“The best reason to start an organization is to make meaning; to create a product or service to make the world a better place.”

– Guy Kawasaki, VC and former Head of Evangelism at Apple

The last two weeks have been hectic. Therefore, this Weekend Reading had to be turned into a Halloween Reading. Based on my experience with (re-)organizing product organizations, the topic is scary enough to fit the occasion. In particular, when you try to change the setups of large industrial enterprises.

Many organizations that develop products are everything but designed for the purpose. More often than not they are technology silos or designed for efficiency. But it’s the product team structure that can make magic happen.

Here are my rules for creating product organizations.

Build from Your Strategy

In my slide decks for product strategy and OKR workshops, I always include a quote from Lewis Carroll’s Alice in Wonderland: “If you don’t know where you want to go, then it doesn’t matter which path you take.” In most companies, products are crucial for executing the company’s product strategy. Without a clear direction, you are in Alice’s shoes – your desired outcomes are unclear, and you might end up building anything. You may get lucky and solve a customer problem, but it’s more likely that you’ll only create more costs and frustration.

Don’t Put Technology First

It can be tempting to rely solely on technology to achieve your goals. However, technology should not be the sole focus of your strategy. While it may provide a unique selling proposition or cost advantage, it is often not the most crucial factor. Your strategy and desired outcomes should always come first, so thinking carefully before making technology the organization’s centerpiece is essential.

No Mercenaries

Outsourcing product development to agencies or other suppliers can be an expensive proposition. Such a practice makes it difficult to form coherent teams that share a common goal and develop a deep understanding of the users, customers, and their problem(s) to solve. Usually, you will get exactly what you specified and paid for, neither less nor more. Even though outsourcing may produce quicker results at the start of a product project, it can lead to a decline in speed and quality over time. This often creates openings for a more determined competitor with an „owned“ team. Therefore, it is better to invest resources in solving problems worth solving

Design for Team Longevity

If addressing a customer’s or user’s need has the potential to generate profit and is deemed worth investing in, establish a team that will support the product for as long as the need and the business opportunity exists. This team will develop close customer relationships and gain institutional knowledge that will facilitate faster innovation. Unlike project-based teams that disband after completing their work, a product team will invest in developing expertise in the subject matter and nurturing customer relationships to enhance the solution.

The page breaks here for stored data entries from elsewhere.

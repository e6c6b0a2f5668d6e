use async_trait::async_trait;

use lps_types::{ContinuationToken, PartitionKey};

use crate::document::StoredDocument;
use crate::error::StoreResult;
use crate::predicate::Predicate;

/// One bounded page of a predicate scan.
#[derive(Clone, Debug, Default, PartialEq)]
pub struct Page {
    pub documents: Vec<StoredDocument>,
    /// `None` once the scan is exhausted.
    pub continuation: Option<ContinuationToken>,
}

/// One member of an atomic batch.
#[derive(Clone, Debug, PartialEq)]
pub enum BatchOperation {
    /// Insert; the batch fails if the id exists.
    Create(StoredDocument),
    /// Insert or overwrite.
    Upsert(StoredDocument),
    /// Overwrite; the batch fails if the id is absent.
    Replace(StoredDocument),
    /// Remove; the batch fails if the id is absent.
    Delete { id: String },
}

impl BatchOperation {
    /// Partition named by the operation's document, if it carries one.
    pub fn partition(&self) -> Option<&PartitionKey> {
        match self {
            Self::Create(doc) | Self::Upsert(doc) | Self::Replace(doc) => Some(&doc.partition),
            Self::Delete { .. } => None,
        }
    }

    pub fn id(&self) -> &str {
        match self {
            Self::Create(doc) | Self::Upsert(doc) | Self::Replace(doc) => &doc.id,
            Self::Delete { id } => id,
        }
    }
}

/// Partitioned document collection backend.
///
/// This is the store-client boundary. Implementations must satisfy:
/// - Every operation is scoped to exactly one partition; there are no
///   cross-partition reads or writes.
/// - `query_page` never returns more than the backend's page cap, and the
///   continuation token it returns is opaque to every other component.
/// - `execute_batch` is all-or-nothing within its partition.
/// - Transient conditions are reported as `StoreError::Transient`; retrying
///   them is the caller's decision, never the backend's.
#[async_trait]
pub trait DocumentStore: Send + Sync {
    /// Insert a document. Fails with `Conflict` if the id exists in the partition.
    async fn create(&self, collection: &str, doc: StoredDocument) -> StoreResult<()>;

    /// Read a document. Returns `Ok(None)` if it does not exist.
    async fn read(
        &self,
        collection: &str,
        partition: &PartitionKey,
        id: &str,
    ) -> StoreResult<Option<StoredDocument>>;

    /// Replace an existing document. Fails with `NotFound` if absent.
    async fn replace(&self, collection: &str, doc: StoredDocument) -> StoreResult<()>;

    /// Delete a document. Returns `true` if it existed.
    async fn delete(&self, collection: &str, partition: &PartitionKey, id: &str)
        -> StoreResult<bool>;

    /// Fetch one page of documents matching `predicate` inside `partition`.
    ///
    /// `max_items` is a hint; the backend applies its own cap on top.
    async fn query_page(
        &self,
        collection: &str,
        partition: &PartitionKey,
        predicate: &Predicate,
        continuation: Option<&ContinuationToken>,
        max_items: Option<usize>,
    ) -> StoreResult<Page>;

    /// Apply every operation or none of them.
    async fn execute_batch(
        &self,
        collection: &str,
        partition: &PartitionKey,
        operations: Vec<BatchOperation>,
    ) -> StoreResult<()>;

    /// Largest number of operations accepted in one batch.
    fn max_batch_operations(&self) -> usize;
}
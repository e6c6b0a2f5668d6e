//! Ed25519 keys and body signatures in their hex wire forms.
//!
//! Private keys live in config files and CLI arguments, public keys are
//! exchanged out of band, and signatures travel in a request or response
//! header. All three are lowercase hex; parsing tolerates surrounding
//! whitespace and mixed case.

use std::fmt;
use std::str::FromStr;

use ed25519_dalek::Signer;

use crate::digest::ContentHasher;

const KEY_FINGERPRINT: ContentHasher = ContentHasher::new("lps-key-v1");

/// Errors from parsing keys or checking signatures.
#[derive(Debug, thiserror::Error, PartialEq, Eq)]
pub enum SignatureError {
    #[error("signature does not match")]
    InvalidSignature,
    #[error("not a valid ed25519 public key")]
    InvalidKey,
    #[error("malformed {what}: {reason}")]
    Malformed { what: &'static str, reason: String },
}

fn decode_hex<const N: usize>(what: &'static str, s: &str) -> Result<[u8; N], SignatureError> {
    let bytes = hex::decode(s.trim()).map_err(|e| SignatureError::Malformed {
        what,
        reason: e.to_string(),
    })?;
    let len = bytes.len();
    bytes.try_into().map_err(|_| SignatureError::Malformed {
        what,
        reason: format!("expected {N} bytes, got {len}"),
    })
}

/// Private half of a signing pair. Never printed.
pub struct SigningKey(ed25519_dalek::SigningKey);

impl SigningKey {
    pub fn generate() -> Self {
        Self(ed25519_dalek::SigningKey::generate(&mut rand::thread_rng()))
    }

    /// Parse the 64-character hex secret written by `lps keygen`.
    pub fn from_hex(s: &str) -> Result<Self, SignatureError> {
        let secret = decode_hex::<32>("signing key", s)?;
        Ok(Self(ed25519_dalek::SigningKey::from_bytes(&secret)))
    }

    pub fn to_hex(&self) -> String {
        hex::encode(self.0.as_bytes())
    }

    pub fn verifying_key(&self) -> VerifyingKey {
        VerifyingKey(self.0.verifying_key())
    }

    pub fn sign(&self, message: &[u8]) -> Signature {
        Signature(self.0.sign(message))
    }
}

impl fmt::Debug for SigningKey {
    fn fmt(&self, f: &mut fmt::Formatter<'_>) -> fmt::Result {
        write!(f, "SigningKey(<redacted>, pub {})", self.verifying_key().fingerprint())
    }
}

/// Public half of a signing pair.
#[derive(Clone, PartialEq, Eq)]
pub struct VerifyingKey(ed25519_dalek::VerifyingKey);

impl VerifyingKey {
    pub fn from_hex(s: &str) -> Result<Self, SignatureError> {
        let bytes = decode_hex::<32>("verifying key", s)?;
        ed25519_dalek::VerifyingKey::from_bytes(&bytes)
            .map(Self)
            .map_err(|_| SignatureError::InvalidKey)
    }

    pub fn to_hex(&self) -> String {
        hex::encode(self.0.as_bytes())
    }

    /// Strict verification: weak keys and malleable signatures are rejected.
    pub fn verify(&self, message: &[u8], signature: &Signature) -> Result<(), SignatureError> {
        self.0
            .verify_strict(message, &signature.0)
            .map_err(|_| SignatureError::InvalidSignature)
    }

    /// Short stable identifier for logs: 16 hex chars of a BLAKE3 digest.
    pub fn fingerprint(&self) -> String {
        KEY_FINGERPRINT.digest(self.0.as_bytes()).to_hex()[..16].to_string()
    }
}

impl fmt::Debug for VerifyingKey {
    fn fmt(&self, f: &mut fmt::Formatter<'_>) -> fmt::Result {
        write!(f, "VerifyingKey({})", self.fingerprint())
    }
}

/// Signature over an exact byte sequence, in its header form when displayed.
#[derive(Clone, PartialEq, Eq)]
pub struct Signature(ed25519_dalek::Signature);

impl Signature {
    pub fn to_hex(&self) -> String {
        hex::encode(self.0.to_bytes())
    }

    pub fn from_hex(s: &str) -> Result<Self, SignatureError> {
        let bytes = decode_hex::<64>("signature", s)?;
        Ok(Self(ed25519_dalek::Signature::from_bytes(&bytes)))
    }
}

impl FromStr for Signature {
    type Err = SignatureError;

    fn from_str(s: &str) -> Result<Self, Self::Err> {
        Self::from_hex(s)
    }
}

impl fmt::Display for Signature {
    fn fmt(&self, f: &mut fmt::Formatter<'_>) -> fmt::Result {
        f.write_str(&self.to_hex())
    }
}

impl fmt::Debug for Signature {
    fn fmt(&self, f: &mut fmt::Formatter<'_>) -> fmt::Result {
        write!(f, "Signature({}..)", &self.to_hex()[..16])
    }
}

Structure for Customer Proximity

To ensure that your product organization can provide meaningful product outcomes and value to its customers, the organization must have direct access to them and potentially also users if they differ. Otherwise, the communication process can become like the children’s game „Telephone,“ where inaccuracies and misunderstandings accumulate. Product development becomes less effective and inefficient as communicative distance or abstraction of requirements from customers‘ and users‘ problems increases.

Facilitate Developers’ User and Customer Access

To suggest practical and innovative technological solutions and support continuous discovery, engineers need to get as close as possible to the users of the products they are developing. When we were developing navigation solutions a few years back, the most significant progress we made with rerouting around dense traffic was when we put our offshore engineers in traffic jams around Munich for hours on end.

Limit Dependencies

Limiting dependencies is one of the most complex problems to solve, as erring on either side of the solution spectrum can become extremely costly. Still, it is worth trying. After all, dependencies are the biggest killers of timely delivery. Mathematically, every dependency doubles the chances of not delivering in time. Creating a full-stack product or feature team relieves the problem. At the same time, such a „siloed“ organization may increase the requirements for the number of particular specialists while using them inefficiently. An optimal setup is, therefore, likely different for every organization.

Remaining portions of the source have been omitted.